E a justificação de Margarida para esta resposta negativa comoveu tão profundamente Anabela, que esta lhe pediu que escrevesse o que acabava de lhe dizer. Pouco tempo depois de regressar a casa, recebeu o seguinte email de Margarida:
Sim, era como se eu deixasse de chamar Avó Antónia ou Avô Luís e passasse a chamar-lhes somente Antónia ou Luís. Sinto que metade da minha história com essas pessoas, consigo, caso isso acontecesse, era apagada.
Não é o peso do nome, mas o peso da emoção.
Margarida
Anabela leu esta mensagem eletrónica com uma emoção indescritível por palavras, uma emoção reforçada pela beleza e autenticidade com que os sentimentos estão expressos, uma emoção de intensidade redobrada, pois já a sentira antes na conversa citada. Margarida tem hoje 30 anos.

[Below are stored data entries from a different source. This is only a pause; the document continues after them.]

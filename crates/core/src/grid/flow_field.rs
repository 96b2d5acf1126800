//! Staggered flow-field state
//!
//! One `FlowFieldState` per simulation run replaces a set of shared global
//! arrays. It is passed by reference into the momentum kernels (which mutate
//! it column by column) and into the wind interpolator (read-only).
//!
//! # Staggering
//!
//! ```text
//!            vk[i][j+1]
//!          +-----^-----+
//!          |           |
//! uk[i][j] >  (i,j,k)  > uk[i+1][j]       wk[k]   : bottom face of layer k
//!          |           |                  wk[k+1] : top face of layer k
//!          +-----^-----+
//!             vk[i][j]
//! ```
//!
//! Every field is a [`ColumnGrid`] of absolute length `nkk + 2`; index
//! `nkk + 1` holds the top boundary. Columns store the window from the
//! obstacle floor `KKART[i][j]` upwards, so reads inside solid geometry
//! return zero.

use super::{ColumnGrid, FlowGrid};
use serde::{Deserialize, Serialize};

/// Velocity, pressure-correction and viscosity fields of the flow solver
#[derive(Debug, Clone, Serialize, Deserialize)]
pub struct FlowFieldState {
    /// Transported u at west faces (m/s)
    pub uk: ColumnGrid,
    /// Transported v at south faces (m/s)
    pub vk: ColumnGrid,
    /// Transported w at bottom faces (m/s)
    pub wk: ColumnGrid,
    /// Advecting u from the previous outer iteration (m/s)
    pub uks: ColumnGrid,
    /// Advecting v from the previous outer iteration (m/s)
    pub vks: ColumnGrid,
    /// Advecting w from the previous outer iteration (m/s)
    pub wks: ColumnGrid,
    /// Pressure correction per cell, supplied by the pressure solver
    pub dpm_new: ColumnGrid,
    /// Eddy viscosity per cell (m²/s), supplied by the turbulence model
    pub eddy_viscosity: ColumnGrid,
}

impl FlowFieldState {
    /// Zeroed state laid out for `grid`
    pub fn new(grid: &FlowGrid) -> Self {
        let obstacles = grid.obstacles();
        let make = || {
            ColumnGrid::with_floors(grid.nii(), grid.njj(), grid.column_len(), |i, j| {
                obstacles.kkart(i, j)
            })
        };
        Self {
            uk: make(),
            vk: make(),
            wk: make(),
            uks: make(),
            vks: make(),
            wks: make(),
            dpm_new: make(),
            eddy_viscosity: make(),
        }
    }

    /// Set a uniform wind everywhere the flow is open
    ///
    /// Faces inside or touching solid geometry stay at zero; the ground face
    /// of every column keeps `w = 0`. Transported and advecting fields receive
    /// the same values.
    pub fn fill_uniform(&mut self, grid: &FlowGrid, u: f32, v: f32, w: f32) {
        let obstacles = grid.obstacles();
        let top = grid.nkk() + 1;
        let ni = self.uk.ni();
        let nj = self.uk.nj();

        for i in 0..ni {
            for j in 0..nj {
                let floor = obstacles.kkart(i, j);
                let floor_west = if i > 0 { obstacles.kkart(i - 1, j) } else { floor };
                let floor_south = if j > 0 { obstacles.kkart(i, j - 1) } else { floor };

                for k in 0..=top {
                    let u_val = if k > floor.max(floor_west) { u } else { 0.0 };
                    let v_val = if k > floor.max(floor_south) { v } else { 0.0 };
                    let w_val = if k > floor + 1 { w } else { 0.0 };
                    self.uk.set(i, j, k, u_val);
                    self.vk.set(i, j, k, v_val);
                    self.wk.set(i, j, k, w_val);
                }
            }
        }
        self.freeze_advecting_velocities();
    }

    /// Set a uniform eddy viscosity in every stored cell
    pub fn fill_viscosity(&mut self, value: f32) {
        self.eddy_viscosity.fill(value);
    }

    /// Copy the transported velocities into the advecting fields
    ///
    /// Called by the outer iteration once the pressure correction has made
    /// the transported field mass-consistent.
    pub fn freeze_advecting_velocities(&mut self) {
        self.uks.copy_from(&self.uk);
        self.vks.copy_from(&self.vk);
        self.wks.copy_from(&self.wk);
    }
}

#[cfg(test)]
mod tests {
    use super::*;
    use crate::grid::{ObstacleGrid, RoughnessConfig, VerticalGrid};

    fn grid_with_building() -> FlowGrid {
        let v = VerticalGrid::from_heights(vec![0.0, 10.0, 20.0, 30.0, 40.0, 50.0]).unwrap();
        #[rustfmt::skip]
        let heights = [
            0.0, 0.0, 0.0,
            0.0, 20.0, 0.0,
            0.0, 0.0, 0.0,
        ];
        let obstacles =
            ObstacleGrid::from_building_heights(3, 3, &heights, &v, &RoughnessConfig::default())
                .unwrap();
        FlowGrid::new(10.0, 10.0, 0.0, v, obstacles).unwrap()
    }

    #[test]
    fn test_fill_uniform_respects_obstacles() {
        let grid = grid_with_building();
        let mut state = FlowFieldState::new(&grid);
        state.fill_uniform(&grid, 2.0, 1.0, 0.5);

        // Open column
        assert_eq!(state.uk.get(1, 1, 1), 2.0);
        assert_eq!(state.uk.get(1, 1, 6), 2.0);
        assert_eq!(state.wk.get(1, 1, 1), 0.0);
        assert_eq!(state.wk.get(1, 1, 2), 0.5);

        // Building at (2, 2) blocks layers 1..=2
        assert_eq!(state.uk.get(2, 2, 2), 0.0);
        assert_eq!(state.uk.get(2, 2, 3), 2.0);
        // East face of the building touches solid at low levels
        assert_eq!(state.uk.get(3, 2, 1), 0.0);
        assert_eq!(state.uk.get(3, 2, 3), 2.0);
        // North face likewise for v
        assert_eq!(state.vk.get(2, 3, 2), 0.0);
        assert_eq!(state.vk.get(2, 3, 3), 1.0);
        // Roof face keeps w = 0
        assert_eq!(state.wk.get(2, 2, 3), 0.0);
        assert_eq!(state.wk.get(2, 2, 4), 0.5);

        assert_eq!(state.uks, state.uk);
    }
}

Foi aluna de Anabela dos 10 aos 15 anos, no 2º e no 3º ciclos. Anabela era também a diretora de turma. A relação que estabeleceu com toda a turma e respetivas famílias, tão próxima, forte e duradoura, foi-se desenvolvendo a partir de um trabalho relacional, em que a colaboração entre a escola e a família não derivaram de um projeto escrito e aprovado em reuniões, de um projeto avaliado e revisto em mais reuniões, com relatórios a comprovarem o trabalho desenvolvido e atas a atestarem a sua avaliação. Foi, no entanto, um trabalho pensado, refletido, adequado à turma, a cada aluno e a cada família. Um trabalho avaliado no quotidiano e reformulado sempre que necessário, inscrito num projeto firmado por escrito e aprovado pelos intervenientes, com uma carga burocrática mínima: a indispensável. Era um tempo em que a burocracia não esgotava o tempo e as energias dos professores, um tempo em que os papéis e as reuniões não castravam a autenticidade e a plasticidade das relações humanas. Um tempo em que era possível desenvolver um trabalho intencional, ajustado, coerente e criativo. Um tempo em que “viver” era mais importante do que “dar conta de”, sem que tal significasse ausência de prestação de contas.
Anabela adoeceu. Não se reconhece na nova identidade que hoje é atribuída aos professores, de há largos anos desrespeitados por governantes e sociedade em geral, com horários esmagadores, com um número de turmas e de alunos que impossibilitam um verdadeiro trabalho relacional, com exigências burocráticas que se sobrepõem às relacionais que caraterizam o que Anabela considera dever ser um professor.
Os resultados do trabalho de um professor não se veem apenas no presente. Assim o comprova Margarida, que não quer “desvanecer a importância que [Anabela] teve na formação do [seu] futuro”.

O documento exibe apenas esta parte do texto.